Update: Here's a YouTube video showing a techie at TechnoBuffalo unboxing a Sprint Samsung Epic 4G Touch (Galaxy S II). You'll see the way it looks before you do anything. No Google Search Box on the first home page you see. But stay with the video. You'll see it. And the Groklaw volunteer who found it and left the comment about this put it, the Google Search Box "comes up to home screen 5, which has a Google Search widget at the top of it. And then when you swipe over one screen to the main home screen (4), it looks exactly like the picture Samsung presented. Finally at 5:44 we see what Apple claims the home screen looks like." Mystery solved. Everybody needs to apologize to everybody else.
Update 2: Another video on YouTube by PhoneDog of an unboxing of a Galaxy S 4G (the kind with the slide-out Qwerty keyboard too), starting with an unopened box. The Google search box is right there, right out of the box on one of the home screens. If there is no Internet inside the courtroom, your results may vary if you unbox there, because if you can't get on the Internet, some things will work, but others will not, I'm told. What the lawyers can do to verify is get two phones. Unbox one, shooting video of it, where you have Wifi or 4G. Then go somewhere where there isn't any Internet availability, and unbox it, shooting video. You will see the difference. The iPhone is pretty much the same, but the Samsung look varies greatly.
Update 3: The best coverage of the day, to my taste, is the quirky style of Above the Law's Christopher Danzig's "Above the Law Goes to Trial - Dispatch from Apple v. Samsung: ":
Not going to lie, it got pretty boring. Judge Koh, at some point, offered jurors the opportunity to grab caffeinated drinks from the fridge, because she probably saw some eyelids drooping (one of the jurors looks like he’s 14, I swear to God. He was also wearing a Doors T-shirt). Many more goodies in his account. I wish he could go every day. He says Judge Koh is awesome to watch.
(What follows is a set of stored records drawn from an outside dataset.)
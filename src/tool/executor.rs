// ABOUTME: Implements the Executor - resolves an invocation to its tool,
// ABOUTME: validates arguments, runs the handler, and envelopes the outcome.

use std::time::Duration;

use super::{Registry, Tool, ToolInvocation, ToolOutput, ToolResult};
use crate::error::ToolError;

/// Default deadline for a single tool invocation.
pub const DEFAULT_TOOL_TIMEOUT: Duration = Duration::from_secs(30);

/// Executes tool invocations against a [`Registry`].
///
/// `execute` is infallible at the type level: every failure mode is encoded
/// into the returned [`ToolOutput`] so the upstream session always receives
/// exactly one result per call id.
pub struct Executor {
    registry: Registry,
    timeout: Option<Duration>,
}

impl Executor {
    /// Create an executor with the default per-invocation deadline.
    pub fn new(registry: Registry) -> Self {
        Self {
            registry,
            timeout: Some(DEFAULT_TOOL_TIMEOUT),
        }
    }

    /// Override the per-invocation deadline. `None` disables the bound.
    pub fn with_timeout(mut self, timeout: Option<Duration>) -> Self {
        self.timeout = timeout;
        self
    }

    /// The registry this executor resolves tools from.
    pub fn registry(&self) -> &Registry {
        &self.registry
    }

    /// Execute one invocation and produce its single result envelope.
    ///
    /// The handler is invoked at most once; it is never invoked when the
    /// tool is unknown or a required argument is missing.
    pub async fn execute(&self, invocation: &ToolInvocation) -> ToolOutput {
        let result = match self.run(invocation).await {
            Ok(result) => result,
            Err(error) => Self::encode_error(error),
        };
        ToolOutput::from_result(&invocation.call_id, result)
    }

    async fn run(&self, invocation: &ToolInvocation) -> Result<ToolResult, ToolError> {
        let tool = self
            .registry
            .get(&invocation.name)
            .await
            .ok_or_else(|| ToolError::NotFound(invocation.name.clone()))?;

        let params = Self::validate(tool.as_ref(), &invocation.arguments)
            .map_err(ToolError::InvalidArguments)?;

        let call = tool.execute(params);
        let outcome = match self.timeout {
            Some(limit) => tokio::time::timeout(limit, call)
                .await
                .map_err(|_| ToolError::Timeout)?,
            None => call.await,
        };

        outcome.map_err(ToolError::Execution)
    }

    /// Parse the raw argument string and check the schema's required set.
    fn validate(tool: &dyn Tool, arguments: &str) -> Result<serde_json::Value, String> {
        let raw = if arguments.trim().is_empty() {
            "{}"
        } else {
            arguments
        };

        let params: serde_json::Value = serde_json::from_str(raw)
            .map_err(|e| format!("arguments are not valid JSON: {}", e))?;

        let object = params
            .as_object()
            .ok_or_else(|| "arguments must be a JSON object".to_string())?;

        let schema = tool.schema();
        let missing: Vec<&str> = schema["required"]
            .as_array()
            .map(|required| {
                required
                    .iter()
                    .filter_map(|v| v.as_str())
                    .filter(|key| !object.contains_key(*key))
                    .collect()
            })
            .unwrap_or_default();

        if !missing.is_empty() {
            return Err(format!(
                "missing required field(s): {}",
                missing.join(", ")
            ));
        }

        Ok(params)
    }

    /// Encode a tool-level failure into the wire error convention.
    fn encode_error(error: ToolError) -> ToolResult {
        match error {
            ToolError::NotFound(name) => ToolResult::error_json(
                "unknown tool",
                format!("no tool registered under '{}'", name),
            ),
            ToolError::InvalidArguments(message) => {
                ToolResult::error_json("invalid arguments", message)
            }
            ToolError::Timeout => {
                ToolResult::error_json("timeout", "tool call exceeded its deadline")
            }
            ToolError::Execution(e) => ToolResult::error_json("handler failure", e.to_string()),
            other => ToolResult::error_json("tool error", other.to_string()),
        }
    }
}
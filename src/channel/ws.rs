// ABOUTME: WebSocket transport - connects the session channel to the
// ABOUTME: upstream endpoint over tokio-tungstenite.

use std::sync::Arc;

use async_trait::async_trait;
use futures::stream::{SplitSink, StreamExt};
use futures::SinkExt;
use tokio::net::TcpStream;
use tokio::sync::{mpsc, Mutex};
use tokio::task::JoinHandle;
use tokio_tungstenite::tungstenite::Message;
use tokio_tungstenite::{connect_async, MaybeTlsStream, WebSocketStream};

use super::Transport;
use crate::error::ChannelError;

type WsSink = SplitSink<WebSocketStream<MaybeTlsStream<TcpStream>>, Message>;

/// Duplex WebSocket transport.
///
/// Outbound frames go through [`Transport::send`]; inbound text frames are
/// forwarded to the receiver returned by [`WsTransport::connect`]. When the
/// peer closes or the stream errors, the receiver drains and then yields
/// `None`, which the session loop turns into a `connection.closed` event.
pub struct WsTransport {
    sink: Mutex<WsSink>,
    reader_handle: Mutex<Option<JoinHandle<()>>>,
}

impl WsTransport {
    /// Connect to a WebSocket endpoint.
    ///
    /// Returns the transport and the inbound frame receiver.
    pub async fn connect(
        url: &str,
    ) -> Result<(Arc<Self>, mpsc::Receiver<String>), ChannelError> {
        let (stream, _) = connect_async(url)
            .await
            .map_err(|e| ChannelError::Connection(e.to_string()))?;

        let (sink, mut source) = stream.split();
        let (inbound_tx, inbound_rx) = mpsc::channel(64);

        let reader_handle = tokio::spawn(async move {
            while let Some(message) = source.next().await {
                match message {
                    Ok(Message::Text(text)) => {
                        if inbound_tx.send(text).await.is_err() {
                            break;
                        }
                    }
                    Ok(Message::Close(_)) => break,
                    Ok(_) => {}
                    Err(e) => {
                        tracing::warn!(error = %e, "websocket read failed");
                        break;
                    }
                }
            }
        });

        let transport = Arc::new(Self {
            sink: Mutex::new(sink),
            reader_handle: Mutex::new(Some(reader_handle)),
        });

        Ok((transport, inbound_rx))
    }
}

#[async_trait]
impl Transport for WsTransport {
    async fn send(&self, frame: String) -> Result<(), ChannelError> {
        let mut sink = self.sink.lock().await;
        sink.send(Message::Text(frame))
            .await
            .map_err(|e| ChannelError::Transport(e.to_string()))
    }

    async fn close(&self) -> Result<(), ChannelError> {
        {
            let mut sink = self.sink.lock().await;
            let _ = sink.send(Message::Close(None)).await;
        }

        if let Some(handle) = self.reader_handle.lock().await.take() {
            handle.abort();
        }

        Ok(())
    }
}
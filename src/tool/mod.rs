// ABOUTME: Tool module - defines tools, the registry, and the executor.
// ABOUTME: Core abstraction for capabilities the upstream model can invoke.

mod executor;
mod registry;
mod result;
mod traits;

pub use executor::*;
pub use registry::*;
pub use result::*;
pub use traits::*;
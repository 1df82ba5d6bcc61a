// ABOUTME: Root module for callbridge - bridges a realtime model session to
// ABOUTME: schema-described tools over a duplex channel.

pub mod channel;
pub mod credential;
pub mod error;
pub mod prelude;
pub mod session;
pub mod tool;
pub mod tools;

pub use error::BridgeError;
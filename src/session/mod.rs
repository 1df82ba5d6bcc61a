// ABOUTME: Session module - event classification, transcript state, outbound
// ABOUTME: frames, and the event router.

mod event;
mod frame;
mod router;
mod state;

pub use event::*;
pub use frame::*;
pub use router::*;
pub use state::*;

#[cfg(test)]
mod router_test;
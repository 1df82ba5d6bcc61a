// ABOUTME: Defines all error types for the callbridge library using thiserror.
// ABOUTME: Each submodule has its own error enum, unified under BridgeError.

/// Top-level error type for the callbridge library.
#[derive(Debug, thiserror::Error)]
pub enum BridgeError {
    #[error("Tool error: {0}")]
    Tool(#[from] ToolError),

    #[error("Credential error: {0}")]
    Credential(#[from] CredentialError),

    #[error("Channel error: {0}")]
    Channel(#[from] ChannelError),
}

/// Errors from tool registration and execution.
#[derive(Debug, thiserror::Error)]
pub enum ToolError {
    #[error("Tool '{0}' is already registered")]
    Duplicate(String),

    #[error("Tool not found: {0}")]
    NotFound(String),

    #[error("Invalid arguments: {0}")]
    InvalidArguments(String),

    #[error("Execution failed: {0}")]
    Execution(#[source] anyhow::Error),

    #[error("Tool execution timed out")]
    Timeout,
}

/// Errors from credential access.
#[derive(Debug, thiserror::Error)]
pub enum CredentialError {
    #[error("No credential is active")]
    NotAuthenticated,
}

/// Errors from the session channel and its transport.
#[derive(Debug, thiserror::Error)]
pub enum ChannelError {
    #[error("No active transport")]
    NotConnected,

    #[error("Connection failed: {0}")]
    Connection(String),

    #[error("Transport error: {0}")]
    Transport(String),

    #[error("JSON error: {0}")]
    Json(#[from] serde_json::Error),
}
On cross-examination, Verhoeven employed the same strategy that he had with Bressler: look closely at the nitty-gritty aspects of the phones to see how different they really are. He spent time going through icons one by one, trying to force Kare to acknowledge they were different. He also highlighted the YouTube and maps icons on the iPhone, which are both Google products. Kare’s tone changed pretty quickly; her voice developed an edge to it. I wish I would’ve counted how many times she said, “I don’t know.”
In a flash of theatrics, which he repeated later in the day with an iPad, Verhoeven showed a Samsung phone on the video screen so everyone could watch the extensive intro where “Droid” and “Samsung” are flashed and beeped at the user repeatedly. He asked if anyone would be confused about which product they had after watching the intros. Ars Technica transcribed the conversation here.
Verhoeven’s calm intensity during cross examination was effective, and you could feel Kare deflating as questions continued. He ended by asking her how much Apple paid her to be in court. Answer: $550 per hour, and $80,000 total so far. Ouch.